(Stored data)
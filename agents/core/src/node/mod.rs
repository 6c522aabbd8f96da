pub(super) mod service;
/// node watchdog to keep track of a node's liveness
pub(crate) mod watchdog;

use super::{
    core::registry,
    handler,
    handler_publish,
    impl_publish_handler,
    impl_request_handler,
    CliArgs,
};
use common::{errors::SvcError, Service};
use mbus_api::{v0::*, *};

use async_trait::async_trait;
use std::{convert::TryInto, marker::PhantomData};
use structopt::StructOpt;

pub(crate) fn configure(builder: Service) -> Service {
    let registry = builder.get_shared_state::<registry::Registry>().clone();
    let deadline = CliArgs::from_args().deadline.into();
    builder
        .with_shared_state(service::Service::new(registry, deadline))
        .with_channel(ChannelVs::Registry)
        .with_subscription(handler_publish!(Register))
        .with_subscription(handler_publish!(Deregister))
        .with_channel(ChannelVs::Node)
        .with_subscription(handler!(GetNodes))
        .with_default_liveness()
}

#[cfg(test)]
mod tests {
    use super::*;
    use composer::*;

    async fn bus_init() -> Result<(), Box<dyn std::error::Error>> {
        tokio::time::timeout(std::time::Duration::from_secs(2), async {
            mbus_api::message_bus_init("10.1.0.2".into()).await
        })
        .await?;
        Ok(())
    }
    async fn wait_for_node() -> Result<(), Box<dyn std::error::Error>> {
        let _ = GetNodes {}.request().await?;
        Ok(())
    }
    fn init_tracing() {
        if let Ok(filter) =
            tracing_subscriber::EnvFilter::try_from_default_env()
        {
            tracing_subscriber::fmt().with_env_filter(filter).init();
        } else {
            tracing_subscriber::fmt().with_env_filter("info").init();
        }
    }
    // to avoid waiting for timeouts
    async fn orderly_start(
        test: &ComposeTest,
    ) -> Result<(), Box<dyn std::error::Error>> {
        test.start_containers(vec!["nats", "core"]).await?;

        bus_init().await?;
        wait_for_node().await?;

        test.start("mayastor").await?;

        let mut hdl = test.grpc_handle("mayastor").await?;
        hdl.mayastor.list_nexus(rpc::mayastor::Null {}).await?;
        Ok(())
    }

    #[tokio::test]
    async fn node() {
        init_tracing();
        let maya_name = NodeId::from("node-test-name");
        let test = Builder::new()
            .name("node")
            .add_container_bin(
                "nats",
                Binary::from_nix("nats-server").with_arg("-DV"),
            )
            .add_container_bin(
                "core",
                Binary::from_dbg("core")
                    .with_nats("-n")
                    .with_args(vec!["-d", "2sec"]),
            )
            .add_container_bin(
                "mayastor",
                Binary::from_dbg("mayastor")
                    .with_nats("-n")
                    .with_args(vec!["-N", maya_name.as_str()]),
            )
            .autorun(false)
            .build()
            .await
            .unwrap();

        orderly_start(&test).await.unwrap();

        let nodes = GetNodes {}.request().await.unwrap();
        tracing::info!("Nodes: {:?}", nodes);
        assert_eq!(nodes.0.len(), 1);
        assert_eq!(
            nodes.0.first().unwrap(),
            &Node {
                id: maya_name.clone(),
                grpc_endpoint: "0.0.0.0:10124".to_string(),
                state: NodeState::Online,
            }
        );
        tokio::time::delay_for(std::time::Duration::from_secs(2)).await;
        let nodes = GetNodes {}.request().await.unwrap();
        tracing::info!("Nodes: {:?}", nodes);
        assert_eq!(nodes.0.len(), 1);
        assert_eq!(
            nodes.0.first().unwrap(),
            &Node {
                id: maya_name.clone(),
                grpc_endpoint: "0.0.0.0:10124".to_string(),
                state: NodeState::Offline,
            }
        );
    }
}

▶ **Task prompt**: Transcribe every record verbatim.

▶ **Worked solution**:
filename agents/core/src/node/mod.rs
repository 6c522aabbd8f96da
pub(super) mod service;
/// node watchdog to keep track of a node's liveness
pub(crate) mod watchdog;

use super::{
    core::registry,
    handler,
    handler_publish,
    impl_publish_handler,
    impl_request_handler,
    CliArgs,
};
use common::{errors::SvcError, Service};
use mbus_api::{v0::*, *};

use async_trait::async_trait;
use std::{convert::TryInto, marker::PhantomData};
use structopt::StructOpt;

pub(crate) fn configure(builder: Service) -> Service {
    let registry = builder.get_shared_state::<registry::Registry>().clone();
    let deadline = CliArgs::from_args().deadline.into();
    builder
        .with_shared_state(service::Service::new(registry, deadline))
        .with_channel(ChannelVs::Registry)
        .with_subscription(handler_publish!(Register))
        .with_subscription(handler_publish!(Deregister))
        .with_channel(ChannelVs::Node)
        .with_subscription(handler!(GetNodes))
        .with_default_liveness()
}

#[cfg(test)]
mod tests {
    use super::*;
    use composer::*;

    async fn bus_init() -> Result<(), Box<dyn std::error::Error>> {
        tokio::time::timeout(std::time::Duration::from_secs(2), async {
            mbus_api::message_bus_init("10.1.0.2".into()).await
        })
        .await?;
        Ok(())
    }
    async fn wait_for_node() -> Result<(), Box<dyn std::error::Error>> {
        let _ = GetNodes {}.request().await?;
        Ok(())
    }
    fn init_tracing() {
        if let Ok(filter) =
            tracing_subscriber::EnvFilter::try_from_default_env()
        {
            tracing_subscriber::fmt().with_env_filter(filter).init();
        } else {
            tracing_subscriber::fmt().with_env_filter("info").init();
        }
    }
    // to avoid waiting for timeouts
    async fn orderly_start(
        test: &ComposeTest,
    ) -> Result<(), Box<dyn std::error::Error>> {
        test.start_containers(vec!["nats", "core"]).await?;

        bus_init().await?;
        wait_for_node().await?;

        test.start("mayastor").await?;

        let mut hdl = test.grpc_handle("mayastor").await?;
        hdl.mayastor.list_nexus(rpc::mayastor::Null {}).await?;
        Ok(())
    }

    #[tokio::test]
    async fn node() {
        init_tracing();
        let maya_name = NodeId::from("node-test-name");
        let test = Builder::new()
            .name("node")
            .add_container_bin(
                "nats",
                Binary::from_nix("nats-server").with_arg("-DV"),
            )
            .add_container_bin(
                "core",
                Binary::from_dbg("core")
                    .with_nats("-n")
                    .with_args(vec!["-d", "2sec"]),
            )
            .add_container_bin(
                "mayastor",
                Binary::from_dbg("mayastor")
                    .with_nats("-n")
                    .with_args(vec!["-N", maya_name.as_str()]),
            )
            .autorun(false)
            .build()
            .await
            .unwrap();

        orderly_start(&test).await.unwrap();

        let nodes = GetNodes {}.request().await.unwrap();
        tracing::info!("Nodes: {:?}", nodes);
        assert_eq!(nodes.0.len(), 1);
        assert_eq!(
            nodes.0.first().unwrap(),
            &Node {
                id: maya_name.clone(),
                grpc_endpoint: "0.0.0.0:10124".to_string(),
                state: NodeState::Online,
            }
        );
        tokio::time::delay_for(std::time::Duration::from_secs(2)).await;
        let nodes = GetNodes {}.request().await.unwrap();
        tracing::info!("Nodes: {:?}", nodes);
        assert_eq!(nodes.0.len(), 1);
        assert_eq!(
            nodes.0.first().unwrap(),
            &Node {
                id: maya_name.clone(),
                grpc_endpoint: "0.0.0.0:10124".to_string(),
                state: NodeState::Offline,
            }
        );
    }
}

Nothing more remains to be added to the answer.